Ich will jetzt hier nicht missverstanden werden. Ich halte selbstverständlich Aktionen gegen Nazis für ganz klar notwendig. Fakt ist aber, dass der Staat rechte Aufmärsche, Attentate, Anschläge und Morde dazu benutzt, um rechte Politik – wie die Außerkraftsetzung von Menschenrechten – zu verkaufen.

Und damit bin ich beim dritten Punkt. Warum ich doch über die „Böhsen Onkelz“ reden möchte. Stichwort kulturelle Hegemonie. Diesen Ansatz von Gramcsi, der – jetzt verkürzt – argumentierte, dass vor der politischen Machtübernahme (des Proletariats) erst eine Vorherrschaft in der Kultur erreicht werden muss. Diesen Denkansatz hat die Neue Rechte, also die Intellektuellenfraktion der Rechtsextremisten, übernommen, die Fraktion, die von Mohler, dem Ex-Chef der Siemens-Stiftung bis hin zu kleinen Revisionisten wie Althans reicht. Und die „Onkelz“ sind Bestandteil dieser Strategie. Allerdings weniger sie selbst, sondern spannender ist die Frage, warum eine Band, die mäßige Musik macht und bei einem Minilabel wie Rock-o-Rama vor sich hindümpelt, plötzlich einen Vertrag bekommt, bei einer Company wie Bellaphon, die dann die „Onkelz“ in die Top-Ten puscht. Ich behaupte, obwohl mir die Musikjournalisten es nie richtig erklären konnten – weil diese Band ein rechtsextremes Image hat und weil die Bellaphon zu recht erkannte, dass diese Nazi-Konnotation Auflage und Profit verspricht, weil es dafür einen Markt gibt.

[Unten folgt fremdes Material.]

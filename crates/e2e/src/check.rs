//! Assertions that fail with expected and actual values

use std::fmt::Debug;

use contactlist_common::{E2eError, E2eResult};
use serde_json::Value;

use crate::client::ApiResponse;

pub fn equal<T: PartialEq + Debug>(context: &str, expected: T, actual: T) -> E2eResult<()> {
    if expected == actual {
        Ok(())
    } else {
        Err(E2eError::assertion(context, expected, actual))
    }
}

pub fn that(
    context: &str,
    condition: bool,
    expected: impl Debug,
    actual: impl Debug,
) -> E2eResult<()> {
    if condition {
        Ok(())
    } else {
        Err(E2eError::assertion(context, expected, actual))
    }
}

/// Field at `path` must be the JSON string `expected`
pub fn field_eq(resp: &ApiResponse, path: &str, expected: &str) -> E2eResult<()> {
    let actual = resp.field(path);
    if actual.as_ref().and_then(Value::as_str) == Some(expected) {
        Ok(())
    } else {
        Err(E2eError::assertion(
            format!("{} of {} {}", path, resp.method, resp.path),
            expected,
            actual,
        ))
    }
}

pub fn has_field(resp: &ApiResponse, path: &str) -> E2eResult<()> {
    that(
        &format!("body of {} {}", resp.method, resp.path),
        resp.has_field(path),
        format!("field {}", path),
        resp.text(),
    )
}

pub fn lacks_field(resp: &ApiResponse, path: &str) -> E2eResult<()> {
    that(
        &format!("body of {} {}", resp.method, resp.path),
        !resp.has_field(path),
        format!("no field {}", path),
        resp.text(),
    )
}

/// Field at `path` must be a non-empty string
pub fn non_empty(resp: &ApiResponse, path: &str) -> E2eResult<()> {
    let value = resp.str_field(path)?;
    that(
        &format!("{} of {} {}", path, resp.method, resp.path),
        !value.is_empty(),
        "a non-empty string",
        value,
    )
}

pub fn body_contains(resp: &ApiResponse, needle: &str) -> E2eResult<()> {
    let text = resp.text();
    that(
        &format!("body of {} {}", resp.method, resp.path),
        text.contains(needle),
        format!("to contain {:?}", needle),
        text,
    )
}

#[cfg(test)]
mod tests {
    use super::*;
    use contactlist_common::FailureKind;
    use reqwest::{Method, StatusCode};

    fn resp(body: &str) -> ApiResponse {
        ApiResponse {
            method: Method::GET,
            path: "/users/me".into(),
            status: StatusCode::OK,
            body: body.as_bytes().to_vec(),
        }
    }

    #[test]
    fn field_checks() {
        let r = resp(r#"{"_id":"1","firstName":"API","token":""}"#);
        field_eq(&r, "firstName", "API").unwrap();
        has_field(&r, "_id").unwrap();
        lacks_field(&r, "password").unwrap();

        let err = field_eq(&r, "firstName", "Updated API").unwrap_err();
        assert_eq!(err.kind(), FailureKind::Assertion);
        assert!(non_empty(&r, "token").is_err());
    }

    #[test]
    fn equal_reports_both_sides() {
        let err = equal("row count", 0usize, 2usize).unwrap_err();
        assert_eq!(err.to_string(), "Assertion failed: row count: expected 0, got 2");
    }
}
//! Page structure, routing, resilience and accessibility checks

use std::time::{Duration, Instant};

use async_trait::async_trait;
use contactlist_common::selectors::{self, paths, text};
use contactlist_common::{E2eError, E2eResult};

use crate::check;
use crate::runner::{Scenario, ScenarioContext};

/// Upper bound for the contact list to render after a direct visit
pub const MAX_LOAD_TIME: Duration = Duration::from_secs(5);

const VIEWPORTS: [(u32, u32); 3] = [(375, 667), (768, 1024), (1280, 720)];

#[derive(Debug, Clone, Copy, PartialEq, Eq)]
pub enum NavigationCase {
    PageTitle,
    Branding,
    ResponsiveViewports,
    ButtonStyling,
    NavigationFlow,
    ProtectedRedirect,
    BackForward,
    NetworkError,
    FormReset,
    LoadTime,
    RapidClicks,
    FormLabels,
    KeyboardNavigation,
    ButtonText,
}

impl NavigationCase {
    pub const ALL: &'static [NavigationCase] = &[
        NavigationCase::PageTitle,
        NavigationCase::Branding,
        NavigationCase::ResponsiveViewports,
        NavigationCase::ButtonStyling,
        NavigationCase::NavigationFlow,
        NavigationCase::ProtectedRedirect,
        NavigationCase::BackForward,
        NavigationCase::NetworkError,
        NavigationCase::FormReset,
        NavigationCase::LoadTime,
        NavigationCase::RapidClicks,
        NavigationCase::FormLabels,
        NavigationCase::KeyboardNavigation,
        NavigationCase::ButtonText,
    ];

    pub fn slug(&self) -> &'static str {
        match self {
            NavigationCase::PageTitle => "page_title",
            NavigationCase::Branding => "branding",
            NavigationCase::ResponsiveViewports => "responsive_viewports",
            NavigationCase::ButtonStyling => "button_styling",
            NavigationCase::NavigationFlow => "navigation_flow",
            NavigationCase::ProtectedRedirect => "protected_redirect",
            NavigationCase::BackForward => "back_forward",
            NavigationCase::NetworkError => "network_error",
            NavigationCase::FormReset => "form_reset",
            NavigationCase::LoadTime => "load_time",
            NavigationCase::RapidClicks => "rapid_clicks",
            NavigationCase::FormLabels => "form_labels",
            NavigationCase::KeyboardNavigation => "keyboard_navigation",
            NavigationCase::ButtonText => "button_text",
        }
    }

    fn area(&self) -> &'static str {
        use NavigationCase::*;
        match self {
            PageTitle | Branding | ResponsiveViewports | ButtonStyling => "styling",
            NavigationFlow | ProtectedRedirect | BackForward => "routing",
            NetworkError | FormReset => "forms",
            LoadTime | RapidClicks => "performance",
            FormLabels | KeyboardNavigation | ButtonText => "a11y",
        }
    }
}

pub struct NavigationScenario(pub NavigationCase);

pub fn scenarios() -> Vec<Box<dyn Scenario>> {
    NavigationCase::ALL
        .iter()
        .map(|case| Box::new(NavigationScenario(*case)) as Box<dyn Scenario>)
        .collect()
}

#[async_trait]
impl Scenario for NavigationScenario {
    fn name(&self) -> String {
        format!("navigation::{}", self.0.slug())
    }

    fn suite(&self) -> &'static str {
        "navigation"
    }

    fn tags(&self) -> Vec<&'static str> {
        vec!["ui", "navigation", self.0.area()]
    }

    fn needs_browser(&self) -> bool {
        true
    }

    /// Every case starts logged in on the contact list
    async fn setup(&self, ctx: &mut ScenarioContext) -> E2eResult<()> {
        ctx.sign_up_primary().await?;
        let credentials = ctx.user()?.credentials();
        ctx.ui()?.login(&credentials).await
    }

    async fn run(&self, ctx: &mut ScenarioContext) -> E2eResult<()> {
        match self.0 {
            NavigationCase::PageTitle => {
                let title = ctx.ui()?.page().title().await?;
                check::that(
                    "page title",
                    title.contains(text::CONTACT_LIST),
                    text::CONTACT_LIST,
                    title,
                )
            }
            NavigationCase::Branding => ctx.ui()?.expect_text(text::CONTACT_LIST).await,
            NavigationCase::ResponsiveViewports => {
                let ui = ctx.ui()?;
                for (width, height) in VIEWPORTS {
                    ui.page().set_viewport(width, height).await?;
                    ui.expect_text(text::CONTACT_LIST).await?;
                    ui.expect_visible(selectors::ADD_CONTACT).await?;
                }
                Ok(())
            }
            NavigationCase::ButtonStyling => {
                let ui = ctx.ui()?;
                for selector in [selectors::ADD_CONTACT, selectors::LOGOUT] {
                    ui.expect_visible(selector).await?;
                    let color = ui.page().css_value(selector, "background-color").await?;
                    check::that(
                        &format!("background-color of {}", selector),
                        !color.is_empty(),
                        "a computed color",
                        color,
                    )?;
                }
                Ok(())
            }
            NavigationCase::NavigationFlow => {
                let ui = ctx.ui()?;
                ui.expect_url_contains(paths::CONTACT_LIST).await?;
                ui.click(selectors::ADD_CONTACT).await?;
                ui.expect_url_contains(paths::ADD_CONTACT).await?;
                ui.click(selectors::CANCEL).await?;
                ui.expect_url_contains(paths::CONTACT_LIST).await?;
                ui.logout().await
            }
            NavigationCase::ProtectedRedirect => {
                let ui = ctx.ui()?;
                ui.logout().await?;
                for path in [paths::CONTACT_LIST, paths::ADD_CONTACT] {
                    ui.visit(path).await?;
                    ui.expect_url(paths::HOME).await?;
                }
                Ok(())
            }
            NavigationCase::BackForward => {
                let ui = ctx.ui()?;
                ui.click(selectors::ADD_CONTACT).await?;
                ui.expect_url_contains(paths::ADD_CONTACT).await?;
                ui.page().go_back().await?;
                ui.expect_url_contains(paths::CONTACT_LIST).await?;
                ui.page().go_forward().await?;
                ui.expect_url_contains(paths::ADD_CONTACT).await
            }
            NavigationCase::NetworkError => network_error(ctx).await,
            NavigationCase::FormReset => {
                let ui = ctx.ui()?;
                ui.click(selectors::ADD_CONTACT).await?;
                ui.type_into(selectors::FIRST_NAME, "Test").await?;
                ui.type_into(selectors::LAST_NAME, "User").await?;
                ui.type_into(selectors::EMAIL, "test@example.com").await?;
                ui.click(selectors::CANCEL).await?;
                ui.click(selectors::ADD_CONTACT).await?;
                for selector in [selectors::FIRST_NAME, selectors::LAST_NAME, selectors::EMAIL] {
                    ui.expect_value(selector, "").await?;
                }
                Ok(())
            }
            NavigationCase::LoadTime => {
                let ui = ctx.ui()?;
                let start = Instant::now();
                ui.visit(paths::CONTACT_LIST).await?;
                ui.expect_text(text::CONTACT_LIST).await?;
                let elapsed = start.elapsed();
                check::that(
                    "contact list load time",
                    elapsed < MAX_LOAD_TIME,
                    MAX_LOAD_TIME,
                    elapsed,
                )
            }
            NavigationCase::RapidClicks => rapid_clicks(ctx).await,
            NavigationCase::FormLabels => {
                let ui = ctx.ui()?;
                ui.click(selectors::ADD_CONTACT).await?;
                for selector in [selectors::FIRST_NAME, selectors::LAST_NAME, selectors::EMAIL] {
                    ui.expect_visible(selector).await?;
                    let id = ui.page().attribute(selector, "id").await?;
                    check::equal(
                        &format!("id attribute of {}", selector),
                        Some(&selector[1..]),
                        id.as_deref(),
                    )?;
                }
                Ok(())
            }
            NavigationCase::KeyboardNavigation => {
                let ui = ctx.ui()?;
                ui.expect_visible(selectors::ADD_CONTACT).await?;
                ui.page().press("Tab").await?;
                ui.expect_focused("add-contact").await?;
                ui.page().press("Tab").await?;
                ui.expect_focused("logout").await?;
                ui.page().press("Shift+Tab").await?;
                ui.expect_focused("add-contact").await
            }
            NavigationCase::ButtonText => {
                let ui = ctx.ui()?;
                for (selector, label) in [
                    (selectors::ADD_CONTACT, text::ADD_NEW_CONTACT),
                    (selectors::LOGOUT, text::LOGOUT),
                ] {
                    let content = ui.text_of(selector).await?;
                    check::that(
                        &format!("text of {}", selector),
                        content.contains(label),
                        label,
                        content,
                    )?;
                }
                Ok(())
            }
        }
    }
}

/// A failed sign-up request must leave a working form, not a broken page
async fn network_error(ctx: &mut ScenarioContext) -> E2eResult<()> {
    let user = ctx.fixtures.generate_user();
    // tracked in case the request slips through
    ctx.track_user(&user);

    let ui = ctx.ui()?;
    ui.page().abort_requests("POST", "/users").await?;
    ui.logout().await?;
    ui.fill_registration(&user).await?;
    ui.click(selectors::SUBMIT).await?;

    ui.expect_url_contains(paths::ADD_USER).await?;
    ui.expect_visible(selectors::SUBMIT).await?;
    ui.expect_visible(selectors::FIRST_NAME).await
}

/// Only the first of several quick clicks may navigate
async fn rapid_clicks(ctx: &mut ScenarioContext) -> E2eResult<()> {
    let ui = ctx.ui()?;
    ui.expect_visible(selectors::ADD_CONTACT).await?;
    for _ in 0..3 {
        // later clicks may find the button already gone
        match ui.page().click(selectors::ADD_CONTACT).await {
            Ok(()) | Err(E2eError::ElementNotFound(_)) => {}
            Err(e) => return Err(e),
        }
    }
    ui.expect_url_contains(paths::ADD_CONTACT).await?;
    ui.expect_text(text::ADD_CONTACT).await?;

    ui.page().go_back().await?;
    ui.expect_url_contains(paths::CONTACT_LIST).await
}

#[cfg(test)]
mod tests {
    use super::*;

    #[test]
    fn every_case_has_an_area() {
        for case in NavigationCase::ALL {
            assert!(!case.area().is_empty());
        }
        assert_eq!(NavigationCase::ALL.len(), 14);
    }

    #[test]
    fn viewports_cover_mobile_to_desktop() {
        assert_eq!(VIEWPORTS.first(), Some(&(375, 667)));
        assert_eq!(VIEWPORTS.last(), Some(&(1280, 720)));
    }
}
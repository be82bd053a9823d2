//! Stable element identifiers exposed by the application's pages

// Form fields shared by the login, sign-up and contact forms
pub const FIRST_NAME: &str = "#firstName";
pub const LAST_NAME: &str = "#lastName";
pub const EMAIL: &str = "#email";
pub const PASSWORD: &str = "#password";
pub const BIRTHDATE: &str = "#birthdate";
pub const PHONE: &str = "#phone";
pub const STREET1: &str = "#street1";
pub const STREET2: &str = "#street2";
pub const CITY: &str = "#city";
pub const STATE_PROVINCE: &str = "#stateProvince";
pub const POSTAL_CODE: &str = "#postalCode";
pub const COUNTRY: &str = "#country";

// Controls
pub const SUBMIT: &str = "#submit";
pub const CANCEL: &str = "#cancel";
pub const SIGNUP: &str = "#signup";
pub const LOGOUT: &str = "#logout";
pub const ADD_CONTACT: &str = "#add-contact";
pub const EDIT_CONTACT: &str = "#edit-contact";
pub const DELETE: &str = "#delete";
pub const RETURN: &str = "#return";

/// Validation and server error region
pub const ERROR: &str = "#error";

pub const CONTACT_TABLE: &str = ".contactTable";
pub const CONTACT_ROW: &str = ".contactTableBodyRow";

/// Every input on the add/edit contact form, in tab order
pub const CONTACT_FORM_FIELDS: [&str; 11] = [
    FIRST_NAME,
    LAST_NAME,
    BIRTHDATE,
    EMAIL,
    PHONE,
    STREET1,
    STREET2,
    CITY,
    STATE_PROVINCE,
    POSTAL_CODE,
    COUNTRY,
];

/// Page paths
pub mod paths {
    pub const HOME: &str = "/";
    pub const LOGIN: &str = "/login";
    pub const ADD_USER: &str = "/addUser";
    pub const CONTACT_LIST: &str = "/contactList";
    pub const ADD_CONTACT: &str = "/addContact";
    pub const CONTACT_DETAILS: &str = "/contactDetails";
    pub const EDIT_CONTACT: &str = "/editContact";
}

/// Visible copy the scenarios look for
pub mod text {
    pub const APP_TITLE: &str = "Contact List App";
    pub const LOG_IN: &str = "Log In:";
    pub const SIGN_UP_PROMPT: &str = "Not yet a user? Click here to sign up!";
    pub const SIGN_UP: &str = "Sign up";
    pub const ADD_USER: &str = "Add User";
    pub const CONTACT_LIST: &str = "Contact List";
    pub const ADD_NEW_CONTACT: &str = "Add a New Contact";
    pub const ADD_CONTACT: &str = "Add Contact";
    pub const CONTACT_DETAILS: &str = "Contact Details";
    pub const EDIT_CONTACT: &str = "Edit Contact";
    pub const CANCEL: &str = "Cancel";
    pub const LOGOUT: &str = "Logout";
    pub const EMAIL_IN_USE: &str = "Email address is already in use";
    pub const BAD_CREDENTIALS: &str = "Incorrect username or password";
    pub const CONTACT_DELETED: &str = "Contact deleted";
}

Ich behaupte, dass die „Onkelz“ als Zeichen von rechter Gesinnung mittlerweile verbraucht sind. Sie haben ihr Massenpublikum und sie sind in ihrem Musiksegment mehrheitsfähig geworden, obwohl sie rechts konnotiert sind. Für mich ist deshalb die Diskussion über die „Onkelz“ gegessen, mit Ausnahme der Frage, wie es rechter Kultur gelingt, mehrheitsfähig zu werden. Zentral ist dabei für mich nicht die Diskussion, wie wir gegen eine rechtsextreme (partielle) Mehrheitsfähigkeit mit Repression vorgehen können, sondern mit emanzipatorischen Ansätzen. Oder anders gesagt: 1. Woher kommt die Faszination des Bürgertums für die Nazis, die sich auch in einer Unzahl von Dokumentar- und Spielfilmen über Nazis und Nazi-Skins wiederspiegelt, im maskulinen Glatzenkult usw. usf. und 2. Wie können wir unsere eigene Kultur so entwickeln, dass die Nazis keine kulturelle Vorherrschaft und keine Vorherrschaft in den politischen Denkfiguren erreichen können?


Stadtratte 24 vom Dezember/Januar 1994/95, 4 f.